## Problem description
Take the lines below from the first through the one that contains "the given URL." and copy them exactly.

## Stored data
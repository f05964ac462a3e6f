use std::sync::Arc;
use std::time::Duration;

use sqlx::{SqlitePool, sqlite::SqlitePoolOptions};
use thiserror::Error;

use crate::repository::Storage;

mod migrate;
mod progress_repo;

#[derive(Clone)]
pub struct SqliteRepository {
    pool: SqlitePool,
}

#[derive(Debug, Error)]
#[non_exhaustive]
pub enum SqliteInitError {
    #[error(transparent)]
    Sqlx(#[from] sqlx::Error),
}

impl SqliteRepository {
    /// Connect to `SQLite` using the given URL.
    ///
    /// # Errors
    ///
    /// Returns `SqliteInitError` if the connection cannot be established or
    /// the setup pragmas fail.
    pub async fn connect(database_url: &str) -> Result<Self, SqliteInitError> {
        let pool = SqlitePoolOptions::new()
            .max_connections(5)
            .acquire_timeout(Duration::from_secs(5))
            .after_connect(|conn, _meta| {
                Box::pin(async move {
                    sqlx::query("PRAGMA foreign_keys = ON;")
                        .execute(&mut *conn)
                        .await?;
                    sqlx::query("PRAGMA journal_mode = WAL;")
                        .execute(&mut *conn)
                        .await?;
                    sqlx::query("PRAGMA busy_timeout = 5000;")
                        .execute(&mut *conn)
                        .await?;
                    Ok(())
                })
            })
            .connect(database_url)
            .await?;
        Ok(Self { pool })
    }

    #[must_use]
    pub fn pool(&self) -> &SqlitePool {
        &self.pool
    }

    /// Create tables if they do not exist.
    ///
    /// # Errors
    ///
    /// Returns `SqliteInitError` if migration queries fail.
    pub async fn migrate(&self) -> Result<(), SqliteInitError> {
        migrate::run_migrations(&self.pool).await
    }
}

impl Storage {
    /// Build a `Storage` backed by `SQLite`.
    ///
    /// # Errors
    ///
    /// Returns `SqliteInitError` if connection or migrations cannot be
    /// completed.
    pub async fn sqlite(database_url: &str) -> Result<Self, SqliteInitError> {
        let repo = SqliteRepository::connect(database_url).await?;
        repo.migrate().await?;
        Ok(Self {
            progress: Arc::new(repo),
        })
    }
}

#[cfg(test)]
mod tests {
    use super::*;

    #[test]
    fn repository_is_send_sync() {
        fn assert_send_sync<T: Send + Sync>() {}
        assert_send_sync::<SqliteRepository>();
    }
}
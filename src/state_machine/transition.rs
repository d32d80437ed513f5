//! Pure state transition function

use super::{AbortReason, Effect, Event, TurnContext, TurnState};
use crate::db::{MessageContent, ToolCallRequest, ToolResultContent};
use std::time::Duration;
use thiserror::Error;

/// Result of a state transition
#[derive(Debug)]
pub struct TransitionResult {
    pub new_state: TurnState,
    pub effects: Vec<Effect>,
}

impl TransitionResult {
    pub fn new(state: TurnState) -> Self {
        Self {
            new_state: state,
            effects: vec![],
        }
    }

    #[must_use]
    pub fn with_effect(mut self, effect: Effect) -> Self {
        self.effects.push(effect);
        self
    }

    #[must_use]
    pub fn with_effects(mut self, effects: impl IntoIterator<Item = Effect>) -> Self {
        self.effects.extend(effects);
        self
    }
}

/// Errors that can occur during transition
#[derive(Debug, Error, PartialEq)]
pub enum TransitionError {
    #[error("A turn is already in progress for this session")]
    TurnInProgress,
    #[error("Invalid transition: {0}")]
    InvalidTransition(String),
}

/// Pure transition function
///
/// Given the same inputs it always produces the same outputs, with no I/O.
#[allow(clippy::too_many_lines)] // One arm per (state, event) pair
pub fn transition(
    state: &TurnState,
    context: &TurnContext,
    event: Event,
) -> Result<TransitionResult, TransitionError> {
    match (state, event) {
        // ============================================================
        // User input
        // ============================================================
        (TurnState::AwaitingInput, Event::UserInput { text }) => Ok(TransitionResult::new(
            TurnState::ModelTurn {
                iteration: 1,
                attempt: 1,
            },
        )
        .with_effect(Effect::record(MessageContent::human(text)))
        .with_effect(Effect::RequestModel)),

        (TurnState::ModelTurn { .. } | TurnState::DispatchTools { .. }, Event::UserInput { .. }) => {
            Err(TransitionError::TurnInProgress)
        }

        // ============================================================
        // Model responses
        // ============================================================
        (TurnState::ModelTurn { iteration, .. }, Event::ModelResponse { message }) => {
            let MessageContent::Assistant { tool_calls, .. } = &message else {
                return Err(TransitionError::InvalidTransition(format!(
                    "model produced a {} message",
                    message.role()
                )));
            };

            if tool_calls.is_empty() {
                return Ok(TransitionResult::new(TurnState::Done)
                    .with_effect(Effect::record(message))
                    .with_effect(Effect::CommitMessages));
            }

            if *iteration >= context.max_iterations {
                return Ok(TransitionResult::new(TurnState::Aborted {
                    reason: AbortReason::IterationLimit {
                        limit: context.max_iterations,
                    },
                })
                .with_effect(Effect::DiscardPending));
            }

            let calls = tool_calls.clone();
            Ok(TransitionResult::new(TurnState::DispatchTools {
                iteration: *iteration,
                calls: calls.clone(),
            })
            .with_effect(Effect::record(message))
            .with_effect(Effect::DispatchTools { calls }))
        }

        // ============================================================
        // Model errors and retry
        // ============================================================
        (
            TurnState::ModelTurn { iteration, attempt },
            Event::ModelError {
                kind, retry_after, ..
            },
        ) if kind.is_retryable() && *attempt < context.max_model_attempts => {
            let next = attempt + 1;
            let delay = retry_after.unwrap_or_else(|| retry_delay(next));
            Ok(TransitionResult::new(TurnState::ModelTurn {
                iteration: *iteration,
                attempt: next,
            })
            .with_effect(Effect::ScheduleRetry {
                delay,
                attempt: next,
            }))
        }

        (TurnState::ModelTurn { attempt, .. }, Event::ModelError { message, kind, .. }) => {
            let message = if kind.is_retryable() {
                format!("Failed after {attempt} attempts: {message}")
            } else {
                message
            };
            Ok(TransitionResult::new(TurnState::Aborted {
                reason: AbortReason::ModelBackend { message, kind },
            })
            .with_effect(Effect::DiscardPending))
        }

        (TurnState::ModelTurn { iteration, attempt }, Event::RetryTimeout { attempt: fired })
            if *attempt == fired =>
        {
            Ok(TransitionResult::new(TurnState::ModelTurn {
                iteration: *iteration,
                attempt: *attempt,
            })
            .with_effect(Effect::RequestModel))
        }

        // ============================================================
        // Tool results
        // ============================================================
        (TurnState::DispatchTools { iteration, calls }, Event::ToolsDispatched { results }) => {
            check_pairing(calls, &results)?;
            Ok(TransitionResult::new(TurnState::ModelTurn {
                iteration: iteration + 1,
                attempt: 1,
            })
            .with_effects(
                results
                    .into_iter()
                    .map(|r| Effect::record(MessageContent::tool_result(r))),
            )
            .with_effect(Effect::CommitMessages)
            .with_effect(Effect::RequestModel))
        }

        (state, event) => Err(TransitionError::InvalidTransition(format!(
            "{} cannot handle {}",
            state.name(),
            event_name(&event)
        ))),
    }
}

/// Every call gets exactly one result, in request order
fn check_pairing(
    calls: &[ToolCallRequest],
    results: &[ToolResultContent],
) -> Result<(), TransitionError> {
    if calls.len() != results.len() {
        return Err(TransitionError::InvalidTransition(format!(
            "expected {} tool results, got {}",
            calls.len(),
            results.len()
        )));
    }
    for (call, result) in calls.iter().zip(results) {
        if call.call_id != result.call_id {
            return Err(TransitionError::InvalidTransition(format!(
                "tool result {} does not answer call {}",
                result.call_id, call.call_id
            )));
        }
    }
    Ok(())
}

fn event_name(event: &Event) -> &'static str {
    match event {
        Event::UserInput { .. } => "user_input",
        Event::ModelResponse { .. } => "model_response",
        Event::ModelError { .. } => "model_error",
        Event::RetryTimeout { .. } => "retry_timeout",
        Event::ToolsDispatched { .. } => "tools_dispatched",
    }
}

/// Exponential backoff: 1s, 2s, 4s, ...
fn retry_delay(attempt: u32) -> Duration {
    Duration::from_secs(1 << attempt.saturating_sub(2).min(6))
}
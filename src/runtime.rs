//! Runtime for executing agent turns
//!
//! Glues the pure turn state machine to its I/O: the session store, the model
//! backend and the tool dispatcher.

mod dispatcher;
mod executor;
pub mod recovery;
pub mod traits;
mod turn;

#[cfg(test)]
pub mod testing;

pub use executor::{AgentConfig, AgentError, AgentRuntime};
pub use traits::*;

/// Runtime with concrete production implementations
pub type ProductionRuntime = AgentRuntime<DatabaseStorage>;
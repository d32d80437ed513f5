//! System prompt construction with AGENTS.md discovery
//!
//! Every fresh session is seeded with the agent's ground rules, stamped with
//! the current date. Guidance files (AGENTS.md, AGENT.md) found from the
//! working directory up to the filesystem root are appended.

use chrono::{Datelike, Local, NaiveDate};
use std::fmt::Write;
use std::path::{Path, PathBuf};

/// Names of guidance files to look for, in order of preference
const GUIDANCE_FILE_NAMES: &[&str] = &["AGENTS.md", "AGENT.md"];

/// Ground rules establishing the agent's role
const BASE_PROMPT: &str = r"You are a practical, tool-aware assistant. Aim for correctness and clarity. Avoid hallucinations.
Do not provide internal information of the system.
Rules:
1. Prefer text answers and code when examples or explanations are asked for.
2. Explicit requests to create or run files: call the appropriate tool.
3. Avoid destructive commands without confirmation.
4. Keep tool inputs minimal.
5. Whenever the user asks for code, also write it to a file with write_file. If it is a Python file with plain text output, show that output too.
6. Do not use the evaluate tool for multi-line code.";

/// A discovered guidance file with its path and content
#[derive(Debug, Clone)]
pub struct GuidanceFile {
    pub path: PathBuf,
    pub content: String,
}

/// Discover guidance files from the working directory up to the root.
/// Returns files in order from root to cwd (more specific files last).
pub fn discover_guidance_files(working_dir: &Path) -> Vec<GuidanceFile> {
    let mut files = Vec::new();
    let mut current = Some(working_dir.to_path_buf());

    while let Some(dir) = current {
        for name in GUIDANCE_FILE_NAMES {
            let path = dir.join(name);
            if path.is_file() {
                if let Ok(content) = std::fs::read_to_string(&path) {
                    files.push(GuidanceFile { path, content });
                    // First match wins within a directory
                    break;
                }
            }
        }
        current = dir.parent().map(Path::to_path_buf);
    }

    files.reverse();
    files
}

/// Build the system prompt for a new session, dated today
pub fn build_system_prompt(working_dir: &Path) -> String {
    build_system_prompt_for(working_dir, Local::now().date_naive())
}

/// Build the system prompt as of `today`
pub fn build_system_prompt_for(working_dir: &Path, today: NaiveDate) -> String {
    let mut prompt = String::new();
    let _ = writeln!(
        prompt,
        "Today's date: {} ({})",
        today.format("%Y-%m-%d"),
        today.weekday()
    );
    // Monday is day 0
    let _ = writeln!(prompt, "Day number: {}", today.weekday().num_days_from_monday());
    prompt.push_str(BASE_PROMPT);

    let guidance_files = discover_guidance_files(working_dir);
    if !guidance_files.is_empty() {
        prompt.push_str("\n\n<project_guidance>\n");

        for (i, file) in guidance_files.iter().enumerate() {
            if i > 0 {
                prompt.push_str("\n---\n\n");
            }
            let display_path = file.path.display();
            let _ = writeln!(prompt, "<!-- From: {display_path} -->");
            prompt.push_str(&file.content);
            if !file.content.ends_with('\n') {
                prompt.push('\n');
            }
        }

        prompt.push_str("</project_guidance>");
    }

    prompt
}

## Result of the exercise
repository f05964ac462a3e6f
use std::sync::Arc;
use std::time::Duration;

use sqlx::{SqlitePool, sqlite::SqlitePoolOptions};
use thiserror::Error;

use crate::repository::Storage;

mod migrate;
mod progress_repo;

#[derive(Clone)]
pub struct SqliteRepository {
    pool: SqlitePool,
}

#[derive(Debug, Error)]
#[non_exhaustive]
pub enum SqliteInitError {
    #[error(transparent)]
    Sqlx(#[from] sqlx::Error),
}

impl SqliteRepository {
    /// Connect to `SQLite` using the given URL.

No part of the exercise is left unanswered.